Meg Hillier: I will be brief. Perhaps the hon. Gentleman should visit constituencies like mine, where the Homerton hospital is a foundation trust made up of members of the public who have joined and created a mutual to help to run and hold the hospital to account. Does he not accept that that is a real achievement—one that we should perhaps see more of?

Grant Shapps: I absolutely agree. We like the idea of foundation trusts and we want to go further and faster with them. We were going in that direction, until it was all reversed for the first half of the decade during which the Government were in power—before we realised the error of their ways.

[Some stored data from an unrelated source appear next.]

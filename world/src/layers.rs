//! Conversion of raw grids into positioned, drawable and collidable tiles.

use std::collections::BTreeMap;

use overworld_core::{
    BuildError, CellCode, CellCoord, Grid, GridDimensions, LayerName, LevelTrigger, PixelPoint,
    PixelRect, TileSheet, BLOCKER_IMAGE_INDEX,
};

/// Single static map tile: a position plus one image selected from a sheet.
#[derive(Clone, Copy, Debug, PartialEq, Eq)]
pub struct TileSprite {
    cell: CellCoord,
    position: PixelPoint,
    sheet: TileSheet,
    image: usize,
}

impl TileSprite {
    fn new(cell: CellCoord, sheet: TileSheet, image: usize) -> Self {
        Self {
            cell,
            position: cell.to_pixel(),
            sheet,
            image,
        }
    }

    /// Grid cell the tile was built from.
    #[must_use]
    pub const fn cell(&self) -> CellCoord {
        self.cell
    }

    /// Top-left pixel of the tile.
    #[must_use]
    pub const fn position(&self) -> PixelPoint {
        self.position
    }

    /// Sheet the tile's image is taken from.
    #[must_use]
    pub const fn sheet(&self) -> TileSheet {
        self.sheet
    }

    /// Index of the tile's image within its sheet.
    #[must_use]
    pub const fn image(&self) -> usize {
        self.image
    }

    /// Collision rectangle covered by the tile.
    #[must_use]
    pub const fn rect(&self) -> PixelRect {
        PixelRect::tile(self.position)
    }
}

/// Kind of layer along with the rule that decides which cells produce tiles.
#[derive(Clone, Copy, Debug, PartialEq, Eq, Hash)]
pub enum LayerKind {
    /// Ground tiles drawn from the terrain sheet.
    Terrain,
    /// Trees and bushes drawn from the nature sheet.
    Nature,
    /// Walkable floor drawn from the floor sheet.
    Floor,
    /// Houses drawn from the house sheet.
    House,
    /// Water drawn from the water sheet.
    Water,
    /// Boats and other water decorations, drawn from the water sheet.
    WaterDetail,
    /// Blocking tiles taken from limit-grid cells holding [`CellCode::BLOCKING`].
    Limit,
    /// Entrance tiles taken from limit-grid cells holding the trigger's code.
    Trigger(LevelTrigger),
    /// Spawn point taken from the first player-start cell holding [`CellCode::SPAWN`].
    PlayerSpawn,
}

impl LayerKind {
    /// Layers drawn from a sheet indexed by their own grid's codes.
    pub const TILE_LAYERS: [LayerKind; 6] = [
        LayerKind::Terrain,
        LayerKind::Nature,
        LayerKind::Floor,
        LayerKind::House,
        LayerKind::Water,
        LayerKind::WaterDetail,
    ];

    /// Name used when reporting build failures.
    #[must_use]
    pub const fn name(&self) -> LayerName {
        match self {
            Self::Terrain => LayerName::Terrain,
            Self::Nature => LayerName::Nature,
            Self::Floor => LayerName::Floor,
            Self::House => LayerName::House,
            Self::Water => LayerName::Water,
            Self::WaterDetail => LayerName::WaterDetail,
            Self::Limit => LayerName::Limit,
            Self::Trigger(trigger) => LayerName::Trigger(trigger.level()),
            Self::PlayerSpawn => LayerName::PlayerStart,
        }
    }
}

/// Named collection of tiles built from one grid and one sheet.
#[derive(Clone, Debug, PartialEq, Eq)]
pub struct Layer {
    kind: LayerKind,
    sprites: Vec<TileSprite>,
}

impl Layer {
    /// Kind the layer was built as.
    #[must_use]
    pub const fn kind(&self) -> LayerKind {
        self.kind
    }

    /// Tiles in row-major build order.
    #[must_use]
    pub fn sprites(&self) -> &[TileSprite] {
        &self.sprites
    }

    /// Number of tiles in the layer.
    #[must_use]
    pub fn len(&self) -> usize {
        self.sprites.len()
    }

    /// Reports whether the layer holds no tiles.
    #[must_use]
    pub fn is_empty(&self) -> bool {
        self.sprites.is_empty()
    }

    /// First tile, in build order, whose rectangle overlaps `rect`.
    #[must_use]
    pub fn first_overlap(&self, rect: &PixelRect) -> Option<&TileSprite> {
        self.sprites
            .iter()
            .find(|sprite| sprite.rect().overlaps(rect))
    }

    /// Reports whether any tile overlaps `rect`.
    #[must_use]
    pub fn overlaps(&self, rect: &PixelRect) -> bool {
        self.first_overlap(rect).is_some()
    }
}

/// Grids for every logical layer of one world.
#[derive(Clone, Debug, PartialEq, Eq)]
pub struct LayerGrids {
    /// Terrain codes.
    pub terrain: Grid,
    /// Nature codes.
    pub nature: Grid,
    /// Floor codes.
    pub floor: Grid,
    /// House codes; this grid defines the canonical shape.
    pub house: Grid,
    /// Water codes.
    pub water: Grid,
    /// Water detail codes.
    pub water_details: Grid,
    /// Limit and trigger codes.
    pub limits: Grid,
    /// Player start marker codes.
    pub player_start: Grid,
}

impl LayerGrids {
    /// Shape every other grid must share.
    #[must_use]
    pub const fn canonical_dimensions(&self) -> GridDimensions {
        self.house.dimensions()
    }

    fn for_kind(&self, kind: LayerKind) -> &Grid {
        match kind {
            LayerKind::Terrain => &self.terrain,
            LayerKind::Nature => &self.nature,
            LayerKind::Floor => &self.floor,
            LayerKind::House => &self.house,
            LayerKind::Water => &self.water,
            LayerKind::WaterDetail => &self.water_details,
            LayerKind::Limit | LayerKind::Trigger(_) => &self.limits,
            LayerKind::PlayerSpawn => &self.player_start,
        }
    }
}

/// Number of images available in each loaded tile sheet.
#[derive(Clone, Debug, Default, PartialEq, Eq)]
pub struct SheetCatalog {
    lengths: BTreeMap<TileSheet, usize>,
}

impl SheetCatalog {
    /// Creates an empty catalog.
    #[must_use]
    pub fn new() -> Self {
        Self::default()
    }

    /// Returns the catalog with `sheet` registered as holding `images` images.
    #[must_use]
    pub fn with_sheet(mut self, sheet: TileSheet, images: usize) -> Self {
        self.insert(sheet, images);
        self
    }

    /// Registers `sheet` as holding `images` images.
    pub fn insert(&mut self, sheet: TileSheet, images: usize) {
        let _ = self.lengths.insert(sheet, images);
    }

    /// Number of images in `sheet`, if it was loaded.
    #[must_use]
    pub fn len(&self, sheet: TileSheet) -> Option<usize> {
        self.lengths.get(&sheet).copied()
    }

    fn require(&self, sheet: TileSheet, layer: LayerName) -> Result<usize, BuildError> {
        self.len(sheet).ok_or_else(|| BuildError::AssetLoad {
            asset: format!("{sheet:?} sheet"),
            reason: format!("sheet required by the {layer} layer was not loaded"),
        })
    }
}

/// Result of building one layer.
#[derive(Clone, Debug, PartialEq, Eq)]
pub enum BuiltLayer {
    /// Collection of tiles for a tile, limit or trigger layer.
    Tiles(Layer),
    /// Spawn cell for the player layer; `None` when the grid has no spawn marker.
    Spawn(Option<CellCoord>),
}

/// Builds the layer of the provided kind from its grid and sheet.
///
/// Cells are visited in row-major order over the canonical (house) grid
/// shape, so results are reproducible and the spawn's first-match rule is
/// well defined. A layer grid whose shape differs from the canonical one is
/// rejected rather than truncated.
pub fn build_layer(
    kind: LayerKind,
    grids: &LayerGrids,
    sheets: &SheetCatalog,
) -> Result<BuiltLayer, BuildError> {
    let grid = checked_grid(kind, grids)?;
    if kind == LayerKind::PlayerSpawn {
        return Ok(BuiltLayer::Spawn(
            grid.iter()
                .find(|(_, code)| *code == CellCode::SPAWN)
                .map(|(cell, _)| cell),
        ));
    }
    tile_layer(kind, grids, sheets).map(BuiltLayer::Tiles)
}

/// Builds the tiles of one layer; the player layer holds none.
pub(crate) fn tile_layer(
    kind: LayerKind,
    grids: &LayerGrids,
    sheets: &SheetCatalog,
) -> Result<Layer, BuildError> {
    let grid = checked_grid(kind, grids)?;
    match kind {
        LayerKind::Terrain => image_layer(kind, grid, TileSheet::Terrain, sheets),
        LayerKind::Nature => image_layer(kind, grid, TileSheet::Nature, sheets),
        LayerKind::Floor => image_layer(kind, grid, TileSheet::Floor, sheets),
        LayerKind::House => image_layer(kind, grid, TileSheet::House, sheets),
        LayerKind::Water | LayerKind::WaterDetail => {
            image_layer(kind, grid, TileSheet::Water, sheets)
        }
        LayerKind::Limit => marker_layer(kind, grid, CellCode::BLOCKING, sheets),
        LayerKind::Trigger(trigger) => marker_layer(kind, grid, trigger.code(), sheets),
        LayerKind::PlayerSpawn => Ok(Layer {
            kind,
            sprites: Vec::new(),
        }),
    }
}

fn checked_grid(kind: LayerKind, grids: &LayerGrids) -> Result<&Grid, BuildError> {
    let canonical = grids.canonical_dimensions();
    let grid = grids.for_kind(kind);
    if grid.dimensions() != canonical {
        return Err(BuildError::DimensionMismatch {
            layer: kind.name(),
            expected: canonical,
            found: grid.dimensions(),
        });
    }
    Ok(grid)
}

fn image_layer(
    kind: LayerKind,
    grid: &Grid,
    sheet: TileSheet,
    sheets: &SheetCatalog,
) -> Result<Layer, BuildError> {
    let sheet_len = sheets.require(sheet, kind.name())?;
    let mut sprites = Vec::new();
    for (cell, code) in grid.iter() {
        if code.is_empty() {
            continue;
        }
        let image = code
            .image_index()
            .filter(|index| *index < sheet_len)
            .ok_or(BuildError::SheetIndexOutOfRange {
                layer: kind.name(),
                cell,
                code,
                sheet_len,
            })?;
        sprites.push(TileSprite::new(cell, sheet, image));
    }
    Ok(Layer { kind, sprites })
}

fn marker_layer(
    kind: LayerKind,
    grid: &Grid,
    marker: CellCode,
    sheets: &SheetCatalog,
) -> Result<Layer, BuildError> {
    let sprites: Vec<_> = grid
        .iter()
        .filter(|(_, code)| *code == marker)
        .map(|(cell, _)| TileSprite::new(cell, TileSheet::House, BLOCKER_IMAGE_INDEX))
        .collect();

    if let Some(first) = sprites.first() {
        let sheet_len = sheets.require(TileSheet::House, kind.name())?;
        if BLOCKER_IMAGE_INDEX >= sheet_len {
            return Err(BuildError::SheetIndexOutOfRange {
                layer: kind.name(),
                cell: first.cell(),
                code: marker,
                sheet_len,
            });
        }
    }

    Ok(Layer { kind, sprites })
}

As I say, it is a problem of accountability. A great example is closing a chemotherapy unit on a temporary basis, when the entire community realises that it is actually being closed permanently. Chemotherapy is a treatment that people want to have close to home, if at all possible, for the simple reason that it is an uncomfortable experience. It is highly undesirable for people who are feeling sick to have to travel miles after their treatment.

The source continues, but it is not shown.